## What you should do
Which lines of the data contain the string "ToolServices"? Show each of them.

----

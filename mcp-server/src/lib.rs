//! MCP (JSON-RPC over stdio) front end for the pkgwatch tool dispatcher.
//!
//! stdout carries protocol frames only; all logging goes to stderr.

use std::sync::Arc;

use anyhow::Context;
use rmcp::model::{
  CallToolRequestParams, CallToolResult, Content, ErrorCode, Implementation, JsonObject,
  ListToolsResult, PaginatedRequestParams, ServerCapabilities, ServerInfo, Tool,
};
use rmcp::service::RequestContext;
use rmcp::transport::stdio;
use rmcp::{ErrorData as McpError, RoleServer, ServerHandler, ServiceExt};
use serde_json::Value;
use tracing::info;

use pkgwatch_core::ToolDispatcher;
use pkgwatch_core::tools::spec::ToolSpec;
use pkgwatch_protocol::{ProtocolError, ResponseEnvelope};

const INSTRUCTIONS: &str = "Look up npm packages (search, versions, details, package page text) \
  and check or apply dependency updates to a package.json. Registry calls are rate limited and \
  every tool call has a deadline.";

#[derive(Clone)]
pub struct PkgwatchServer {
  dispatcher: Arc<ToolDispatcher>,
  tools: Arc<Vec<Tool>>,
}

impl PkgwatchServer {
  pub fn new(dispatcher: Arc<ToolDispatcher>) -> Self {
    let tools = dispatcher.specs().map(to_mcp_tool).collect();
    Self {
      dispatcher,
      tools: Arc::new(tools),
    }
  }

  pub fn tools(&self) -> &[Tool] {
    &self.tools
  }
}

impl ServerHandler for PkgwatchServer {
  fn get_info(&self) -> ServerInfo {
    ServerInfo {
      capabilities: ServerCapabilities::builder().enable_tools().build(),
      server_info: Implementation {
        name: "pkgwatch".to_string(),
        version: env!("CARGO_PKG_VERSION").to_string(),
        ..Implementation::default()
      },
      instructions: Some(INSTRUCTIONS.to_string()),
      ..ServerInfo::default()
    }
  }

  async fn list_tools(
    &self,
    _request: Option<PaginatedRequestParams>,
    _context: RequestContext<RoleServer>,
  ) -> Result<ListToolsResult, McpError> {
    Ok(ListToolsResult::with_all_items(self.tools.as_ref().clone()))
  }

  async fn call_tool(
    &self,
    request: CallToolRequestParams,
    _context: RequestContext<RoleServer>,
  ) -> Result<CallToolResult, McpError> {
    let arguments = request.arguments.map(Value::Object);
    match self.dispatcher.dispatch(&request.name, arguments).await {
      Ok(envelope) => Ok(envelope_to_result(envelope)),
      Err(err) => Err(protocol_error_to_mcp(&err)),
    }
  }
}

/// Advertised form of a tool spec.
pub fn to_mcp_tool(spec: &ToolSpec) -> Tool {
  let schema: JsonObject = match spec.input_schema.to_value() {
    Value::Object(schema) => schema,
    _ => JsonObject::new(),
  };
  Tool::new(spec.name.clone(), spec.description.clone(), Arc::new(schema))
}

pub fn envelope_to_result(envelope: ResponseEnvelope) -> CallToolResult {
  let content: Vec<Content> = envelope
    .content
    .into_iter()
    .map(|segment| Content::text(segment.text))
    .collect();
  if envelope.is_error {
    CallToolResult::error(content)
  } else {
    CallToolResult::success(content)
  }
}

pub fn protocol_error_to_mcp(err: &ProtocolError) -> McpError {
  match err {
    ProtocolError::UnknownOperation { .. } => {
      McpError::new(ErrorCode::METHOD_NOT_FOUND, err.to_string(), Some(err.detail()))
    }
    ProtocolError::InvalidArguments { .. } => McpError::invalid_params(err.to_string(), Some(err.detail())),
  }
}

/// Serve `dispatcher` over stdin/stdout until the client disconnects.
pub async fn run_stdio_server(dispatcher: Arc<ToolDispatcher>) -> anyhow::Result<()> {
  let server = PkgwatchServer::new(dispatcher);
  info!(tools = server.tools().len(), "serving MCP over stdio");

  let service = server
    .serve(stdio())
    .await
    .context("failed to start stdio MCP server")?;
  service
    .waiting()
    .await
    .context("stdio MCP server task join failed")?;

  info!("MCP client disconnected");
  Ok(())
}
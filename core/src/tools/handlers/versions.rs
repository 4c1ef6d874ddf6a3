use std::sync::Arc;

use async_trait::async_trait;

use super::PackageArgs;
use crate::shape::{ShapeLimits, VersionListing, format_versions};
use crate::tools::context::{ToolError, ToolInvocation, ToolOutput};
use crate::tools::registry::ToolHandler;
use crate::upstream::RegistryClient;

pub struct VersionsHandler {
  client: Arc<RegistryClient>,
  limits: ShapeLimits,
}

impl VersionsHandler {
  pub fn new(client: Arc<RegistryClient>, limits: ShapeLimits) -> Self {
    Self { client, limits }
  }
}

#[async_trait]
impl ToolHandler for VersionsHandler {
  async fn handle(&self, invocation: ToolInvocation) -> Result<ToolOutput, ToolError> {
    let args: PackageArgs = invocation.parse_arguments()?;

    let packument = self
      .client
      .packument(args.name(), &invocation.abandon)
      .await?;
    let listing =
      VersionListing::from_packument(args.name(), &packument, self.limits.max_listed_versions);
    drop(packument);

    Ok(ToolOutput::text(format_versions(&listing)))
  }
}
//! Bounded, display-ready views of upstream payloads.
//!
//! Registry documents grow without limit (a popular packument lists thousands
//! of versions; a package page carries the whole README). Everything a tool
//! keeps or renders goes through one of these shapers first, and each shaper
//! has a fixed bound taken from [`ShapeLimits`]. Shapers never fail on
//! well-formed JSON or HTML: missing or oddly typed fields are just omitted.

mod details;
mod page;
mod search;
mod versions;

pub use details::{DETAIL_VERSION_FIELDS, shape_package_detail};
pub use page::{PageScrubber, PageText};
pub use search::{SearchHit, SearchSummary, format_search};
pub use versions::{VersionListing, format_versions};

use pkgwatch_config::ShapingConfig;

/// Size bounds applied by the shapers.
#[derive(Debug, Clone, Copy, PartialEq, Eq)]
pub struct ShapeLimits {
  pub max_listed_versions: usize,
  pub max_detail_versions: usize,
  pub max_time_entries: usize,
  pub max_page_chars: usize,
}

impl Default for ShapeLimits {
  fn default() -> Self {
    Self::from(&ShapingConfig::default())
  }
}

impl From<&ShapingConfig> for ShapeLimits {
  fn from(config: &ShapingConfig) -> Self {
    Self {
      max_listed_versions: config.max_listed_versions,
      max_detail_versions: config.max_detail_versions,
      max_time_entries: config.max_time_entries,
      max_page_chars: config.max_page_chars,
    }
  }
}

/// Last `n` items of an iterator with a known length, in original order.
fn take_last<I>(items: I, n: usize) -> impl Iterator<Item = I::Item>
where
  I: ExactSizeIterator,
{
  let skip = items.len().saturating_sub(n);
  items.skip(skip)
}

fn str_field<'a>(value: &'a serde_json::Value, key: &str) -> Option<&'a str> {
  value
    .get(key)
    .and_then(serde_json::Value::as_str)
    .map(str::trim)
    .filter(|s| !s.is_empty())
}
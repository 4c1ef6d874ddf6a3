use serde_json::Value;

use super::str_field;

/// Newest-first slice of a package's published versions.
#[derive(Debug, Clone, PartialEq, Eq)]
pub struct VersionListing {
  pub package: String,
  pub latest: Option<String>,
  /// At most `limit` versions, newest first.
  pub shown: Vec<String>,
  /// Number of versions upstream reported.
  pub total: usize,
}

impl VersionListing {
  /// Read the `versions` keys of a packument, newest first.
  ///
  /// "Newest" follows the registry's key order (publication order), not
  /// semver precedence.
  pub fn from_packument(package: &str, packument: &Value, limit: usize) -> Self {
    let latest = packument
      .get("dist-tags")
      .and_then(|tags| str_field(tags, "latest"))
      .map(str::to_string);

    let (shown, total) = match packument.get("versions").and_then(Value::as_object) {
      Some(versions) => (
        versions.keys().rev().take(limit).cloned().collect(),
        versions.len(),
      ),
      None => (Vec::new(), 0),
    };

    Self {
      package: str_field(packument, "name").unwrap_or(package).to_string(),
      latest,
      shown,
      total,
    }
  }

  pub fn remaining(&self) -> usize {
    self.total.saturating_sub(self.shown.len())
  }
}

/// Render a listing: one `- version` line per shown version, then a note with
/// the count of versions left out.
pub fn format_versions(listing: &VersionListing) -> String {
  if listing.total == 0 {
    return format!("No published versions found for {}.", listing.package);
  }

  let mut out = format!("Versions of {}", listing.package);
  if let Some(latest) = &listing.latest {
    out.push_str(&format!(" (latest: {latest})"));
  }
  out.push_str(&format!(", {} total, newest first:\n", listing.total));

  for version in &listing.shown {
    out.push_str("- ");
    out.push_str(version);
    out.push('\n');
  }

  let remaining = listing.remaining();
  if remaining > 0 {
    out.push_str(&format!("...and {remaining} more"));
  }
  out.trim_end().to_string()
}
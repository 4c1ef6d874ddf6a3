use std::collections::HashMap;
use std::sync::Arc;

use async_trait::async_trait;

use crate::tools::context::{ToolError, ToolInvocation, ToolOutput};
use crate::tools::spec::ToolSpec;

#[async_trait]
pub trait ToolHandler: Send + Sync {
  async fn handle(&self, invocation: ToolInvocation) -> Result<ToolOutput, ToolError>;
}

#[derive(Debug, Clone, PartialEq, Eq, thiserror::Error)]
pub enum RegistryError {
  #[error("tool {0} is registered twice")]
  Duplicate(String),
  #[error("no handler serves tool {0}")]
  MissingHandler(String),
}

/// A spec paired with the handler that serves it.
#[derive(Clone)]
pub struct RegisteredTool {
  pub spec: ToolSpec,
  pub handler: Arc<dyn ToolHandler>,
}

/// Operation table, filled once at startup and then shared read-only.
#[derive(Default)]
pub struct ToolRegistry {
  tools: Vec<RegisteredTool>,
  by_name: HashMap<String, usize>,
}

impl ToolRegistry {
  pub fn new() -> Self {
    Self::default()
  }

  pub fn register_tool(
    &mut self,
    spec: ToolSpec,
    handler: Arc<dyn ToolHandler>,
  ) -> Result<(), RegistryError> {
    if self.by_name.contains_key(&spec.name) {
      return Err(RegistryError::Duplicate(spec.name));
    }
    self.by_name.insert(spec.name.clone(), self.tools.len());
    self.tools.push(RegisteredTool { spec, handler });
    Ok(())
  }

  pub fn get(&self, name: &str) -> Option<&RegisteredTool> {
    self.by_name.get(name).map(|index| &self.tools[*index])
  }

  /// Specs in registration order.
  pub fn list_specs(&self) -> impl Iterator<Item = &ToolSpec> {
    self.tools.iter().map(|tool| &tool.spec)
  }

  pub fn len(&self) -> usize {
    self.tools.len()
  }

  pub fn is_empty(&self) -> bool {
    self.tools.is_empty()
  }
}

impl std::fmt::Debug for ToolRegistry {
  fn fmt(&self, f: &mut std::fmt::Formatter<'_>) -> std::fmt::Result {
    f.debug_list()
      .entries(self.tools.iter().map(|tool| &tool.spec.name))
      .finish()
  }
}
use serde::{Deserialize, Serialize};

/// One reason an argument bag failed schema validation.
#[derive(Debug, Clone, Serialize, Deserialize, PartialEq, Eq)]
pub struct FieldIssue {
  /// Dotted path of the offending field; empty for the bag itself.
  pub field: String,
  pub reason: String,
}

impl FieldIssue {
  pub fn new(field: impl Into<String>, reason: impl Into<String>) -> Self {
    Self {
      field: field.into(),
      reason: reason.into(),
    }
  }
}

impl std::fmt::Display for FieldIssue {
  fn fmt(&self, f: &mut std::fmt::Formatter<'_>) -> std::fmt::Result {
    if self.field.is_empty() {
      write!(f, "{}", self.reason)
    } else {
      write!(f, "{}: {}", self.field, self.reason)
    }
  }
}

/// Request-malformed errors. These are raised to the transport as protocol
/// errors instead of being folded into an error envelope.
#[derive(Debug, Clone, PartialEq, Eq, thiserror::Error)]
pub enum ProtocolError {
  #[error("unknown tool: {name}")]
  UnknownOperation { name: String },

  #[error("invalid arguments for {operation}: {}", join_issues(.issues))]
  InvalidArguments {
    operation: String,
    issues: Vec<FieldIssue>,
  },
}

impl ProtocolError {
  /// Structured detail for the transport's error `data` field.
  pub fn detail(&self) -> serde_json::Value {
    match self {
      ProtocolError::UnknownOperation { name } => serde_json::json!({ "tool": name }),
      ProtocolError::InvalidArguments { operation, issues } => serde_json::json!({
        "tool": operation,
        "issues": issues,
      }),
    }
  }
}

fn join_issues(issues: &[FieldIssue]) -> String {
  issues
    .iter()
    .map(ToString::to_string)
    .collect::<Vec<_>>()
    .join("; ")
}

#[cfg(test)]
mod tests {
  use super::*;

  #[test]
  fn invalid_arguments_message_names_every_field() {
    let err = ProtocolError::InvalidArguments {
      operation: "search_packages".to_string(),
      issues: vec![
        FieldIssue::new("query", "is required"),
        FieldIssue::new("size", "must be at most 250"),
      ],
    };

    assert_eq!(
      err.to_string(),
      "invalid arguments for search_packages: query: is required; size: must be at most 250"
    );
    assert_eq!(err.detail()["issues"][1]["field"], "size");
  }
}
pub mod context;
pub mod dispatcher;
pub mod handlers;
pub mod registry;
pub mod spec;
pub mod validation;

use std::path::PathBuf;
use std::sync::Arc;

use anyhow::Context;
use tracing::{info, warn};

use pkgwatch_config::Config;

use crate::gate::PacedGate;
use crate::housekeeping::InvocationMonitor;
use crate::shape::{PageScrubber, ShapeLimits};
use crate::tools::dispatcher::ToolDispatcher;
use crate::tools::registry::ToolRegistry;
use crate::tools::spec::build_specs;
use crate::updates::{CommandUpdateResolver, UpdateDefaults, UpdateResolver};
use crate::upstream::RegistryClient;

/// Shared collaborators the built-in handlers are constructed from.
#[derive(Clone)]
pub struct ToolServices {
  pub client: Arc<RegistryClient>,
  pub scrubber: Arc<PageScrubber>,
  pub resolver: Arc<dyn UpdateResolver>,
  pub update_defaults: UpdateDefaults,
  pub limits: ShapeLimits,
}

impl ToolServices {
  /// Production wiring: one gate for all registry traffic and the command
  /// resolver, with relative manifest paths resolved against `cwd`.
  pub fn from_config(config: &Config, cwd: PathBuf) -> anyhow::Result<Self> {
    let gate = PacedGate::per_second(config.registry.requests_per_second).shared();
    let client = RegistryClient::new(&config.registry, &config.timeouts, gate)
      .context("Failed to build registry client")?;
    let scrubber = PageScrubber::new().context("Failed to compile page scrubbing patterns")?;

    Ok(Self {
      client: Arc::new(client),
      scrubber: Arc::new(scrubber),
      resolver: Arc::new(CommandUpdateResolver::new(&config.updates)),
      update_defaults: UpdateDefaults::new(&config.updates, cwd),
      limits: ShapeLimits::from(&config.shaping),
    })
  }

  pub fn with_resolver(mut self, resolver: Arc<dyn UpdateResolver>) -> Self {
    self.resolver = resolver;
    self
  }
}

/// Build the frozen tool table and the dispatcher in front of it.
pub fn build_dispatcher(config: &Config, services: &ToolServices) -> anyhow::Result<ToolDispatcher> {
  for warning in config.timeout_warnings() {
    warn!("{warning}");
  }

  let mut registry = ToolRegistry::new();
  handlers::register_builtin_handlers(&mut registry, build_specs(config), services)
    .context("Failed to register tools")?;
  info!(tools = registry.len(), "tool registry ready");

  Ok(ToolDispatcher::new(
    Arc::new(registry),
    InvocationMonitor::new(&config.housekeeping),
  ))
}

----

## Exercise solution
pub struct ToolServices {
impl ToolServices {
pub fn build_dispatcher(config: &Config, services: &ToolServices) -> anyhow::Result<ToolDispatcher> {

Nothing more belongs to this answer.